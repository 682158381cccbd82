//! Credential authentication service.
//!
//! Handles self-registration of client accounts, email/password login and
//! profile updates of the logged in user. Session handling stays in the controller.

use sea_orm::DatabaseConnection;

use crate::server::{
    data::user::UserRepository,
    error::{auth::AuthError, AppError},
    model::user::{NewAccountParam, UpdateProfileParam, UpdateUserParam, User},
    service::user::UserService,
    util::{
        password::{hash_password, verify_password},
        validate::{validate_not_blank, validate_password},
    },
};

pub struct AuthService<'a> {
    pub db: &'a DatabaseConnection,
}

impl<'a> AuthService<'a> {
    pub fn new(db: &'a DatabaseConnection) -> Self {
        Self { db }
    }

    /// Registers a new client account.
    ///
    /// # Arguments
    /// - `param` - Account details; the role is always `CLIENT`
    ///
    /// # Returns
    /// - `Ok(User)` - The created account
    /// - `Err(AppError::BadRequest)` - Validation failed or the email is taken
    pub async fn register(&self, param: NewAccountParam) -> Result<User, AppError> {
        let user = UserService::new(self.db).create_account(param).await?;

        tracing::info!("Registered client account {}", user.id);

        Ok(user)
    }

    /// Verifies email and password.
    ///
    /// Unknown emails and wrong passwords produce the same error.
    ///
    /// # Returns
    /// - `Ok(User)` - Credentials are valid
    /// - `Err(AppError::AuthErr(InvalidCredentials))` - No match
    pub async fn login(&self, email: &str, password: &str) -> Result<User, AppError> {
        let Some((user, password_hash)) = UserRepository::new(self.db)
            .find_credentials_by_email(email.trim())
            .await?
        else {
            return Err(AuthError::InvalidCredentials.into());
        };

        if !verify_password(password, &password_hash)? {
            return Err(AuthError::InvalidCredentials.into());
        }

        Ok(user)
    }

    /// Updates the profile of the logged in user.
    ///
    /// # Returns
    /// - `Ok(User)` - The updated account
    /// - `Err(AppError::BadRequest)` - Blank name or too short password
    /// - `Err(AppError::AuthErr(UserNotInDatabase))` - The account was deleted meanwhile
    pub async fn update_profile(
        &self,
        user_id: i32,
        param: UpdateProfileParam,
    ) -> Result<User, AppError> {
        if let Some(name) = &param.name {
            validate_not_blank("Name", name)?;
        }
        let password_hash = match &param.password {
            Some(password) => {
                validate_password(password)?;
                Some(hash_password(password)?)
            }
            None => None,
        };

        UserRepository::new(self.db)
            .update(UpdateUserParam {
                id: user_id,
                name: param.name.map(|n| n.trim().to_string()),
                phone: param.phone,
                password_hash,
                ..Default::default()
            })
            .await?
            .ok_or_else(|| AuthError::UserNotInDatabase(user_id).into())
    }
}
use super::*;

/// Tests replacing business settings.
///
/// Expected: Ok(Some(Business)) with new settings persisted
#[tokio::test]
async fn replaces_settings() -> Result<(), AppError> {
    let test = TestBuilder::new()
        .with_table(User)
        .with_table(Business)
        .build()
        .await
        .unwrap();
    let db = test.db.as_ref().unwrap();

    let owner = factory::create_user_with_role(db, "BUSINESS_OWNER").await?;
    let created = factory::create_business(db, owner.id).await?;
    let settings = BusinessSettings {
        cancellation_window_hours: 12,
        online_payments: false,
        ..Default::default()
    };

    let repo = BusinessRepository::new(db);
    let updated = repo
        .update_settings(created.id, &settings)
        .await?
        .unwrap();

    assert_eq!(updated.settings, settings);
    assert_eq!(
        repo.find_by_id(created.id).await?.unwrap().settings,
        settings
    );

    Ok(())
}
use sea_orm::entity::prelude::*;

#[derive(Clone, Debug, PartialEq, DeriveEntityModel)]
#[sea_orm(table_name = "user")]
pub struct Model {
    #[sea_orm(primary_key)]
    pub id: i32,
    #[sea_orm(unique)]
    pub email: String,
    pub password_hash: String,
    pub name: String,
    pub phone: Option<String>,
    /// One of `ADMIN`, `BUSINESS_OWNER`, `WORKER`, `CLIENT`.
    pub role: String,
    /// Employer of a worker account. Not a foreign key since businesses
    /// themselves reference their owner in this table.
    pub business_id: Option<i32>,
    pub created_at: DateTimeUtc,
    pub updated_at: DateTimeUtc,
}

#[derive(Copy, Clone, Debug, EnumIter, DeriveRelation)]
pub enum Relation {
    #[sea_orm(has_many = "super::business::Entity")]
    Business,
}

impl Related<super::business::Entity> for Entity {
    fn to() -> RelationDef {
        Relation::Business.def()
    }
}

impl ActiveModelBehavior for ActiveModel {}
══════════════════════════════
Copy out the full listing so that each line matches exactly.

repository 682158381cccbd82
//! Credential authentication service.
//!
//! Handles self-registration of client accounts, email/password login and
//! profile updates of the logged in user. Session handling stays in the controller.

use sea_orm::DatabaseConnection;

use crate::server::{
    data::user::UserRepository,
    error::{auth::AuthError, AppError},
    model::user::{NewAccountParam, UpdateProfileParam, UpdateUserParam, User},
    service::user::UserService,
    util::{
        password::{hash_password, verify_password},
        validate::{validate_not_blank, validate_password},
    },
};

pub struct AuthService<'a> {
    pub db: &'a DatabaseConnection,
}

impl<'a> AuthService<'a> {
    pub fn new(db: &'a DatabaseConnection) -> Self {
        Self { db }
    }

    /// Registers a new client account.
    ///
    /// # Arguments
    /// - `param` - Account details; the role is always `CLIENT`
    ///
    /// # Returns
    /// - `Ok(User)` - The created account
    /// - `Err(AppError::BadRequest)` - Validation failed or the email is taken
    pub async fn register(&self, param: NewAccountParam) -> Result<User, AppError> {
        let user = UserService::new(self.db).create_account(param).await?;

        tracing::info!("Registered client account {}", user.id);

        Ok(user)
    }

    /// Verifies email and password.
    ///
    /// Unknown emails and wrong passwords produce the same error.
    ///
    /// # Returns
    /// - `Ok(User)` - Credentials are valid
    /// - `Err(AppError::AuthErr(InvalidCredentials))` - No match
    pub async fn login(&self, email: &str, password: &str) -> Result<User, AppError> {
        let Some((user, password_hash)) = UserRepository::new(self.db)
            .find_credentials_by_email(email.trim())
            .await?
        else {
            return Err(AuthError::InvalidCredentials.into());
        };

        if !verify_password(password, &password_hash)? {
            return Err(AuthError::InvalidCredentials.into());
        }

        Ok(user)
    }

    /// Updates the profile of the logged in user.
    ///
    /// # Returns
    /// - `Ok(User)` - The updated account
    /// - `Err(AppError::BadRequest)` - Blank name or too short password
    /// - `Err(AppError::AuthErr(UserNotInDatabase))` - The account was deleted meanwhile
    pub async fn update_profile(
        &self,
        user_id: i32,
        param: UpdateProfileParam,
    ) -> Result<User, AppError> {
        if let Some(name) = &param.name {
            validate_not_blank("Name", name)?;
        }
        let password_hash = match &param.password {
            Some(password) => {
                validate_password(password)?;
                Some(hash_password(password)?)
            }
            None => None,
        };

        UserRepository::new(self.db)
            .update(UpdateUserParam {
                id: user_id,
                name: param.name.map(|n| n.trim().to_string()),
                phone: param.phone,
                password_hash,
                ..Default::default()
            })
            .await?
            .ok_or_else(|| AuthError::UserNotInDatabase(user_id).into())
    }
}
use super::*;

/// Tests replacing business settings.
///
/// Expected: Ok(Some(Business)) with new settings persisted
#[tokio::test]
async fn replaces_settings() -> Result<(), AppError> {
    let test = TestBuilder::new()
        .with_table(User)
        .with_table(Business)
        .build()
        .await
        .unwrap();
    let db = test.db.as_ref().unwrap();

    let owner = factory::create_user_with_role(db, "BUSINESS_OWNER").await?;
    let created = factory::create_business(db, owner.id).await?;
    let settings = BusinessSettings {
        cancellation_window_hours: 12,
        online_payments: false,
        ..Default::default()
    };

    let repo = BusinessRepository::new(db);
    let updated = repo
        .update_settings(created.id, &settings)
        .await?
        .unwrap();

    assert_eq!(updated.settings, settings);
    assert_eq!(
        repo.find_by_id(created.id).await?.unwrap().settings,
        settings
    );

    Ok(())
}
use sea_orm::entity::prelude::*;

#[derive(Clone, Debug, PartialEq, DeriveEntityModel)]
#[sea_orm(table_name = "user")]
pub struct Model {
    #[sea_orm(primary_key)]
    pub id: i32,
    #[sea_orm(unique)]
    pub email: String,
    pub password_hash: String,
    pub name: String,
    pub phone: Option<String>,
    /// One of `ADMIN`, `BUSINESS_OWNER`, `WORKER`, `CLIENT`.
    pub role: String,
    /// Employer of a worker account. Not a foreign key since businesses
    /// themselves reference their owner in this table.
    pub business_id: Option<i32>,
    pub created_at: DateTimeUtc,
    pub updated_at: DateTimeUtc,
}

#[derive(Copy, Clone, Debug, EnumIter, DeriveRelation)]
pub enum Relation {
    #[sea_orm(has_many = "super::business::Entity")]
    Business,
}

impl Related<super::business::Entity> for Entity {
    fn to() -> RelationDef {
        Relation::Business.def()
    }
}

impl ActiveModelBehavior for ActiveModel {}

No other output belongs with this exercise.